Following on from earlier blogs in this series, in this blog I will show another way of getting telemetry out of HDInsight. We have previously tackled counters and logging to the correct context, and now I will show an additional type of logging that is useful while a job is in process; the reporting of a job’s status in process.

This status is a transient record of the state of a Map/Reduce job – it is not persisted beyond the execution of a job and is volatile. Its volatility is evident in that any subsequent set of this status will overwrite the previous value. Consequently, any inspection of this value will only reflect the state of the system when it was inspected, and may already have changed by the time the user gets access to the value it holds.

This does not make the status irrelevant, in fact it gives a glimpse at the system state in process and allows the viewer to immediately determine a recent state. This is useful in its own right.

Controlling the Status

The status of a Map/Reduce job is reported at the Map, Combine and Reduce stages of execution, and the individual Task can report its status.

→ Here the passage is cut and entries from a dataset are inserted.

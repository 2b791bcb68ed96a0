//! Per-subscriber lifecycle.
//!
//! A connection is registered on arrival, then split in two: a writer task
//! drains the subscriber's outbox into the transport while the handler waits
//! for control messages. Any read failure, protocol violation, or close ends
//! the connection for good and removes it from the registry. A reconnect is a
//! brand-new subscriber.

use std::{fmt, io, sync::Arc};

use tokio::{select, task::JoinHandle};
use tracing::{debug, info, warn};

use crate::{
    registry::{Outbox, SubscriberId, SubscriberRegistry},
    store::VersionedStore,
    transport::{ControlSource, LinkError, MessageSink},
};

/// Inbound messages a subscriber may send.
#[derive(Debug, Clone, Copy, PartialEq, Eq)]
pub enum ControlMessage {
    /// Resend the full state to me.
    Sync,
}

impl ControlMessage {
    pub fn parse(text: &str) -> Option<Self> {
        match text.trim() {
            "sync" => Some(ControlMessage::Sync),
            _ => None,
        }
    }
}

/// Why a connection ended.
#[derive(Debug)]
pub enum Disconnect {
    /// The subscriber closed the connection.
    Closed,
    /// Reading from the subscriber failed.
    ReadFailed(LinkError),
    /// Writing to the subscriber failed.
    WriteFailed(LinkError),
    /// The store can no longer queue actions.
    StoreClosed,
}

impl fmt::Display for Disconnect {
    fn fmt(&self, f: &mut fmt::Formatter<'_>) -> fmt::Result {
        match self {
            Disconnect::Closed => f.write_str("closed by peer"),
            Disconnect::ReadFailed(err) => write!(f, "read failed: {err}"),
            Disconnect::WriteFailed(err) => write!(f, "write failed: {err}"),
            Disconnect::StoreClosed => f.write_str("store closed"),
        }
    }
}

#[derive(Clone)]
pub struct ConnectionHandler {
    store: Arc<VersionedStore>,
    registry: Arc<SubscriberRegistry>,
}

impl ConnectionHandler {
    pub fn new(store: Arc<VersionedStore>, registry: Arc<SubscriberRegistry>) -> Self {
        Self { store, registry }
    }

    /// Runs one subscriber from registration to removal.
    pub async fn run<S, R>(&self, identity: String, sink: S, mut source: R) -> Disconnect
    where
        S: MessageSink,
        R: ControlSource,
    {
        let (id, outbox) = self.registry.register(identity.clone()).await;
        info!(peer = %identity, subscriber = %id, "subscriber connected");

        let mut writer = spawn_writer(outbox, sink);
        let reason = loop {
            select! {
                inbound = source.recv_text() => match inbound {
                    Ok(Some(text)) => {
                        if let Err(reason) = self.handle_text(id, &identity, &text) {
                            break reason;
                        }
                    }
                    Ok(None) => break Disconnect::Closed,
                    Err(err) => break Disconnect::ReadFailed(err),
                },
                written = &mut writer => match written {
                    Ok(Err(err)) => break Disconnect::WriteFailed(err),
                    Ok(Ok(())) => break Disconnect::Closed,
                    Err(join) => {
                        let err = io::Error::other(join);
                        break Disconnect::WriteFailed(LinkError::Io(err));
                    }
                },
            }
        };

        self.registry.deregister(id).await;
        writer.abort();
        info!(peer = %identity, subscriber = %id, %reason, "subscriber disconnected");
        reason
    }

    fn handle_text(&self, id: SubscriberId, identity: &str, text: &str) -> Result<(), Disconnect> {
        match ControlMessage::parse(text) {
            Some(ControlMessage::Sync) => {
                debug!(peer = %identity, "resync requested");
                self.store.request_resync(id).map(|_| ()).map_err(|err| {
                    warn!(peer = %identity, error = %err, "failed to queue resync");
                    Disconnect::StoreClosed
                })
            }
            None => {
                debug!(peer = %identity, text, "ignoring unknown control message");
                Ok(())
            }
        }
    }
}

fn spawn_writer<S: MessageSink>(
    mut outbox: Outbox,
    mut sink: S,
) -> JoinHandle<Result<(), LinkError>> {
    tokio::spawn(async move {
        while let Some(message) = outbox.recv().await {
            sink.send_message(&message).await?;
        }
        Ok(())
    })
}
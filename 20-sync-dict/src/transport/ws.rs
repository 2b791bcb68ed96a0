use std::{future::Future, net::SocketAddr};

use anyhow::Result;
use axum::{
    Router,
    extract::{
        ConnectInfo, State,
        ws::{Message, WebSocket, WebSocketUpgrade},
    },
    response::Response,
    routing::get,
};
use futures_util::{
    SinkExt, StreamExt,
    stream::{SplitSink, SplitStream},
};
use tokio::net::TcpListener;
use tower_http::trace::TraceLayer;

use super::{ControlSource, LinkError, MessageSink};
use crate::{action::Outbound, connection::ConnectionHandler};

pub const PATH: &str = "/ws";

impl MessageSink for SplitSink<WebSocket, Message> {
    async fn send_message(&mut self, message: &Outbound) -> Result<(), LinkError> {
        let text = serde_json::to_string(message)?;
        self.send(Message::Text(text)).await?;
        Ok(())
    }
}

impl ControlSource for SplitStream<WebSocket> {
    async fn recv_text(&mut self) -> Result<Option<String>, LinkError> {
        while let Some(frame) = self.next().await {
            match frame? {
                Message::Text(text) => return Ok(Some(text)),
                Message::Close(_) => return Ok(None),
                Message::Binary(_) => {
                    return Err(LinkError::Protocol("binary frames are not accepted".into()));
                }
                Message::Ping(_) | Message::Pong(_) => {}
            }
        }
        Ok(None)
    }
}

pub fn router(connections: ConnectionHandler) -> Router {
    Router::new()
        .route(PATH, get(upgrade))
        .layer(TraceLayer::new_for_http())
        .with_state(connections)
}

async fn upgrade(
    ws: WebSocketUpgrade,
    ConnectInfo(peer): ConnectInfo<SocketAddr>,
    State(connections): State<ConnectionHandler>,
) -> Response {
    ws.on_upgrade(move |socket| async move {
        let (sink, source) = socket.split();
        connections.run(peer.to_string(), sink, source).await;
    })
}

/// Serves WebSocket subscribers until `shutdown` resolves.
pub async fn serve_until<F>(
    listener: TcpListener,
    connections: ConnectionHandler,
    shutdown: F,
) -> Result<()>
where
    F: Future<Output = ()> + Send + 'static,
{
    let app = router(connections).into_make_service_with_connect_info::<SocketAddr>();
    axum::serve(listener, app)
        .with_graceful_shutdown(shutdown)
        .await?;
    Ok(())
}
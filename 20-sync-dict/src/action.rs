//! Records that flow from the store to the dispatcher, and the JSON shapes
//! subscribers receive for them.

use std::{collections::BTreeMap, fmt};

use serde::{Deserialize, Deserializer, Serialize, Serializer, de};
use serde_json::Value;

use crate::{registry::SubscriberId, version::Version};

/// Full contents of the store. `BTreeMap` keeps serialized snapshots stable.
pub type Snapshot = BTreeMap<String, Value>;

/// One published change or resync request.
///
/// Payloads are owned copies taken while the store lock was held, so later
/// mutations can never rewrite an action that is already queued.
#[derive(Debug, Clone, PartialEq)]
pub enum Action {
    Set {
        current: Version,
        next: Version,
        key: String,
        value: Value,
    },
    Delete {
        current: Version,
        next: Version,
        key: String,
    },
    Load {
        current: Version,
        next: Version,
        data: Snapshot,
    },
    /// Replay of the whole store for one subscriber. `next` is the store's
    /// version at request time; no version is consumed.
    Resync {
        next: Version,
        target: SubscriberId,
        data: Snapshot,
    },
}

impl Action {
    pub fn code(&self) -> ActionCode {
        match self {
            Action::Set { .. } => ActionCode::Set,
            Action::Delete { .. } => ActionCode::Delete,
            Action::Load { .. } => ActionCode::Load,
            Action::Resync { .. } => ActionCode::Sync,
        }
    }

    /// Version the store moved to (or stayed at, for a resync).
    pub fn next(&self) -> Version {
        match self {
            Action::Set { next, .. }
            | Action::Delete { next, .. }
            | Action::Load { next, .. }
            | Action::Resync { next, .. } => *next,
        }
    }
}

/// Integer codes used in the `action` field on the wire.
#[derive(Debug, Clone, Copy, PartialEq, Eq, Hash)]
#[repr(u8)]
pub enum ActionCode {
    Set = 0,
    Delete = 1,
    Sync = 2,
    Load = 3,
}

impl ActionCode {
    pub fn name(&self) -> &'static str {
        match self {
            ActionCode::Set => "SET",
            ActionCode::Delete => "DEL",
            ActionCode::Sync => "SYNC",
            ActionCode::Load => "LOAD",
        }
    }
}

impl TryFrom<u8> for ActionCode {
    type Error = u8;

    fn try_from(code: u8) -> Result<Self, Self::Error> {
        match code {
            0 => Ok(ActionCode::Set),
            1 => Ok(ActionCode::Delete),
            2 => Ok(ActionCode::Sync),
            3 => Ok(ActionCode::Load),
            other => Err(other),
        }
    }
}

impl fmt::Display for ActionCode {
    fn fmt(&self, f: &mut fmt::Formatter<'_>) -> fmt::Result {
        f.write_str(self.name())
    }
}

impl Serialize for ActionCode {
    fn serialize<S: Serializer>(&self, serializer: S) -> Result<S::Ok, S::Error> {
        serializer.serialize_u8(*self as u8)
    }
}

impl<'de> Deserialize<'de> for ActionCode {
    fn deserialize<D: Deserializer<'de>>(deserializer: D) -> Result<Self, D::Error> {
        let code = u8::deserialize(deserializer)?;
        ActionCode::try_from(code)
            .map_err(|code| de::Error::custom(format!("unknown action code {code}")))
    }
}

/// Message delivered to a subscriber, one JSON object per action.
///
/// Variant order matters for decoding: each later shape lacks a field the
/// earlier ones require.
#[derive(Debug, Clone, PartialEq, Serialize, Deserialize)]
#[serde(untagged)]
pub enum Outbound {
    Set {
        action: ActionCode,
        current: Version,
        next: Version,
        key: String,
        value: Value,
    },
    Delete {
        action: ActionCode,
        current: Version,
        next: Version,
        key: String,
    },
    Load {
        action: ActionCode,
        current: Version,
        next: Version,
        data: Snapshot,
    },
    Sync {
        action: ActionCode,
        next: Version,
        flag: String,
        data: Snapshot,
    },
}

impl Outbound {
    /// Wire form of a broadcast action. Returns `None` for a resync, which
    /// needs the target's identity; see [`Outbound::sync`].
    pub fn broadcast(action: &Action) -> Option<Self> {
        match action {
            Action::Set {
                current,
                next,
                key,
                value,
            } => Some(Outbound::Set {
                action: ActionCode::Set,
                current: *current,
                next: *next,
                key: key.clone(),
                value: value.clone(),
            }),
            Action::Delete { current, next, key } => Some(Outbound::Delete {
                action: ActionCode::Delete,
                current: *current,
                next: *next,
                key: key.clone(),
            }),
            Action::Load {
                current,
                next,
                data,
            } => Some(Outbound::Load {
                action: ActionCode::Load,
                current: *current,
                next: *next,
                data: data.clone(),
            }),
            Action::Resync { .. } => None,
        }
    }

    pub fn sync(next: Version, flag: impl Into<String>, data: Snapshot) -> Self {
        Outbound::Sync {
            action: ActionCode::Sync,
            next,
            flag: flag.into(),
            data,
        }
    }

    pub fn code(&self) -> ActionCode {
        match self {
            Outbound::Set { action, .. }
            | Outbound::Delete { action, .. }
            | Outbound::Load { action, .. }
            | Outbound::Sync { action, .. } => *action,
        }
    }

    /// `current` version, absent for resync replies.
    pub fn current(&self) -> Option<Version> {
        match self {
            Outbound::Set { current, .. }
            | Outbound::Delete { current, .. }
            | Outbound::Load { current, .. } => Some(*current),
            Outbound::Sync { .. } => None,
        }
    }

    pub fn next(&self) -> Version {
        match self {
            Outbound::Set { next, .. }
            | Outbound::Delete { next, .. }
            | Outbound::Load { next, .. }
            | Outbound::Sync { next, .. } => *next,
        }
    }
}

This status control is not available in the Hadoop C# SDK but is simple to achieve using the Console.Error – see Part 2 of this series for why this stream is used!

In order that we can remain in sync with the general approach taken by the C# Hadoop SDK, we will wrap the call into an extension method on ContextBase, the common base class for Mapper, Combiner and Reducer. With this new method – which we will call SetStatus(string status) – we will write a well known format to the output that Hadoop picks up for its Streaming API, and Hadoop will then use this as the status of the job.

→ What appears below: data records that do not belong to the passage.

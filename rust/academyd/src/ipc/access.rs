use crate::auth::{self, Caller, Role};

use super::error::ApiError;
use super::helpers::db_conn;
use super::types::{AppState, Request};

#[derive(Debug, Clone, Copy, PartialEq, Eq)]
enum Gate {
    Open,
    AnyUser,
    Staff,
    Admin,
}

fn gate_for(method: &str) -> Gate {
    if method.starts_with("admin.") {
        Gate::Admin
    } else if method.starts_with("teacher.") {
        Gate::Staff
    } else if method == "auth.me" {
        Gate::AnyUser
    } else {
        Gate::Open
    }
}

/// Resolves the bearer token for gated methods and checks the caller's role.
pub fn authorize(state: &AppState, req: &Request) -> Result<Option<Caller>, ApiError> {
    let gate = gate_for(&req.method);
    if gate == Gate::Open {
        return Ok(None);
    }
    let conn = db_conn(state)?;
    let token = req
        .token
        .as_deref()
        .map(str::trim)
        .filter(|t| !t.is_empty())
        .ok_or_else(|| {
            ApiError::Unauthorized("Authentication credentials were not provided.".into())
        })?;
    let caller = auth::resolve_access(conn, token, chrono::Utc::now())?
        .ok_or_else(|| ApiError::Unauthorized("Token is invalid or expired".into()))?;

    let allowed = match gate {
        Gate::Open | Gate::AnyUser | Gate::Staff => true,
        Gate::Admin => caller.role == Role::Admin,
    };
    if !allowed {
        return Err(ApiError::Forbidden(format!(
            "{} requires an admin account",
            req.method
        )));
    }
    Ok(Some(caller))
}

The format of the string is:
reporter:status:Hello, World!

This will set the task executing’s state to “Hello, World!”.

Implementing the Extension method

The extension method is very simple:

public static class ContextBaseExtension
{
public static void SetStatus(this ContextBase context, string statusMessage)
{
Console.Error.WriteLine("reporter:status:{0}", statusMessage);
}
}
view raw file1.cs hosted with ❤ by GitHub

Once we have this method referenced and included as a using include to our map/reduce/combine class, we can use the context parameter of our task (in my case I chose a Map), and set a status!

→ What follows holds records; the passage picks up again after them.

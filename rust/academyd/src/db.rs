use rusqlite::{Connection, OptionalExtension};
use std::path::Path;

pub const DB_FILE: &str = "academy.sqlite3";
pub const SCHEMA_VERSION: i64 = 2;

pub fn open_db(workspace: &Path) -> anyhow::Result<Connection> {
    std::fs::create_dir_all(workspace)?;
    let db_path = workspace.join(DB_FILE);
    let conn = Connection::open(db_path)?;
    conn.execute("PRAGMA foreign_keys = ON", [])?;

    conn.execute(
        "CREATE TABLE IF NOT EXISTS settings(
            key TEXT PRIMARY KEY,
            value_json TEXT NOT NULL
        )",
        [],
    )?;

    conn.execute(
        "CREATE TABLE IF NOT EXISTS users(
            id INTEGER PRIMARY KEY AUTOINCREMENT,
            username TEXT NOT NULL UNIQUE,
            password_hash TEXT NOT NULL,
            role TEXT NOT NULL,
            display_name TEXT NOT NULL DEFAULT ''
        )",
        [],
    )?;

    conn.execute(
        "CREATE TABLE IF NOT EXISTS sessions(
            token TEXT PRIMARY KEY,
            kind TEXT NOT NULL,
            user_id INTEGER NOT NULL,
            parent_token TEXT,
            expires_at TEXT NOT NULL,
            revoked INTEGER NOT NULL DEFAULT 0,
            FOREIGN KEY(user_id) REFERENCES users(id)
        )",
        [],
    )?;
    conn.execute(
        "CREATE INDEX IF NOT EXISTS idx_sessions_parent ON sessions(parent_token)",
        [],
    )?;

    conn.execute(
        "CREATE TABLE IF NOT EXISTS fixtures(
            id INTEGER PRIMARY KEY AUTOINCREMENT,
            name TEXT NOT NULL,
            price INTEGER NOT NULL,
            count INTEGER NOT NULL
        )",
        [],
    )?;

    conn.execute(
        "CREATE TABLE IF NOT EXISTS teachers(
            id INTEGER PRIMARY KEY AUTOINCREMENT,
            teacher_id TEXT NOT NULL UNIQUE,
            passwd TEXT NOT NULL,
            teacher_name TEXT NOT NULL,
            age INTEGER NOT NULL,
            position TEXT NOT NULL,
            sex TEXT NOT NULL
        )",
        [],
    )?;

    conn.execute(
        "CREATE TABLE IF NOT EXISTS classes(
            id INTEGER PRIMARY KEY AUTOINCREMENT,
            class_name TEXT NOT NULL,
            teacher_id INTEGER,
            class_time TEXT,
            FOREIGN KEY(teacher_id) REFERENCES teachers(id)
        )",
        [],
    )?;
    // Workspaces created before classrooms were tracked lack this column.
    ensure_classes_classroom(&conn)?;
    conn.execute(
        "CREATE INDEX IF NOT EXISTS idx_classes_teacher ON classes(teacher_id)",
        [],
    )?;

    conn.execute(
        "CREATE TABLE IF NOT EXISTS students(
            id INTEGER PRIMARY KEY AUTOINCREMENT,
            class_id INTEGER,
            name TEXT NOT NULL,
            birth_date TEXT NOT NULL,
            email TEXT NOT NULL,
            gender TEXT NOT NULL,
            FOREIGN KEY(class_id) REFERENCES classes(id)
        )",
        [],
    )?;
    conn.execute(
        "CREATE INDEX IF NOT EXISTS idx_students_class ON students(class_id)",
        [],
    )?;

    conn.execute(
        "CREATE TABLE IF NOT EXISTS todos(
            id INTEGER PRIMARY KEY AUTOINCREMENT,
            class_id INTEGER NOT NULL,
            title TEXT NOT NULL DEFAULT '',
            task TEXT NOT NULL DEFAULT '',
            date TEXT NOT NULL,
            FOREIGN KEY(class_id) REFERENCES classes(id)
        )",
        [],
    )?;
    conn.execute(
        "CREATE INDEX IF NOT EXISTS idx_todos_class_date ON todos(class_id, date)",
        [],
    )?;

    conn.execute(
        "CREATE TABLE IF NOT EXISTS reports(
            id INTEGER PRIMARY KEY AUTOINCREMENT,
            student_id INTEGER NOT NULL,
            common_subject TEXT,
            common_content TEXT,
            personal_message TEXT,
            created_at TEXT NOT NULL,
            FOREIGN KEY(student_id) REFERENCES students(id)
        )",
        [],
    )?;
    conn.execute(
        "CREATE INDEX IF NOT EXISTS idx_reports_student ON reports(student_id)",
        [],
    )?;

    settings_set_json(
        &conn,
        "schema",
        &serde_json::json!({ "version": SCHEMA_VERSION }),
    )?;

    Ok(conn)
}

pub fn settings_get_json(
    conn: &Connection,
    key: &str,
) -> anyhow::Result<Option<serde_json::Value>> {
    let raw: Option<String> = conn
        .query_row(
            "SELECT value_json FROM settings WHERE key = ?",
            [key],
            |r| r.get(0),
        )
        .optional()?;
    match raw {
        Some(s) => Ok(Some(serde_json::from_str(&s)?)),
        None => Ok(None),
    }
}

pub fn settings_set_json(
    conn: &Connection,
    key: &str,
    value: &serde_json::Value,
) -> anyhow::Result<()> {
    conn.execute(
        "INSERT INTO settings(key, value_json) VALUES(?, ?)
         ON CONFLICT(key) DO UPDATE SET value_json = excluded.value_json",
        (key, serde_json::to_string(value)?),
    )?;
    Ok(())
}

fn ensure_classes_classroom(conn: &Connection) -> anyhow::Result<()> {
    if table_has_column(conn, "classes", "classroom")? {
        return Ok(());
    }
    conn.execute("ALTER TABLE classes ADD COLUMN classroom TEXT", [])?;
    Ok(())
}

fn table_has_column(conn: &Connection, table: &str, column: &str) -> anyhow::Result<bool> {
    let sql = format!("PRAGMA table_info({})", table);
    let mut stmt = conn.prepare(&sql)?;
    let mut rows = stmt.query([])?;
    while let Some(row) = rows.next()? {
        let name: String = row.get(1)?;
        if name == column {
            return Ok(true);
        }
    }
    Ok(false)
}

I chose a trivial and unrealisting sleep statement, so that I can see the message easily in the portal :-)

context.SetStatus("Sleeping During Map!");
Thread.Sleep(180000);
view raw file2.cs hosted with ❤ by GitHub

Viewing the output

To view this, you can enter the Hadoop portal and check the state of the running task. In this screenshot you can see that status is set to “Sleeping During Map!” – and you can see why I used Thread.Sleep – to give me a few moments to log onto the RDP server and take the screenshot. I choose 3 minutes so I could also have time to get a coffee …. ;-)

Production use

A better example, and a very useful use case for this is to report whether a Task is running successfully or whether it is encountering errors that have to be recovered from. In order to achieve this, we will catch any exceptions that can be recovered from, report that we are doing so and then continue execution.

Notice that this is a very similar map to our previous example with Counters, but that we are also setting a state of our Task that is in process.

using System;
using Microsoft.Hadoop.MapReduce;
namespace Elastacloud.Hadoop.SampleDataMapReduceJob
{
public class SampleMapper : MapperBase
{
public override void Map(string inputLine, MapperContext context)
{
try
{
context.IncrementCounter("Line Processed");
var segments = inputLine.Split("\t".ToCharArray(), StringSplitOptions.RemoveEmptyEntries);
context.IncrementCounter("country", segments[2], 1);
context.EmitKeyValue(segments[2], inputLine);
context.IncrementCounter("Text chars processed", inputLine.Length);
}
catch(IndexOutOfRangeException ex)
{
//we still allow other exceptions to throw and set and error state on the task but this
//exception type we are confident is due to the input not having >3 \t separated segments
context.IncrementCounter("Logged recoverable error", "Input Format Error", 1);
context.Log(string.Format("Input Format Error on line {0} in {1} - {2} was {3}", inputLine, context.InputFilename,
context.InputPartitionId, ex.ToString()));
context.SetStatus("Running with recoverable errors");
}
}
}
public static class ContextBaseExtension
{
public static void SetStatus(this ContextBase context, string statusMessage)
{
Console.Error.WriteLine("reporter:status:{0}", statusMessage);
}
}
}
view raw file3.cs hosted with ❤ by GitHub

Happy big-data-cloudarama ;-)
Andy

clickasv

Bright HDInsight Part 4: Blob Storage in Azure Storage Vault (examples in C#)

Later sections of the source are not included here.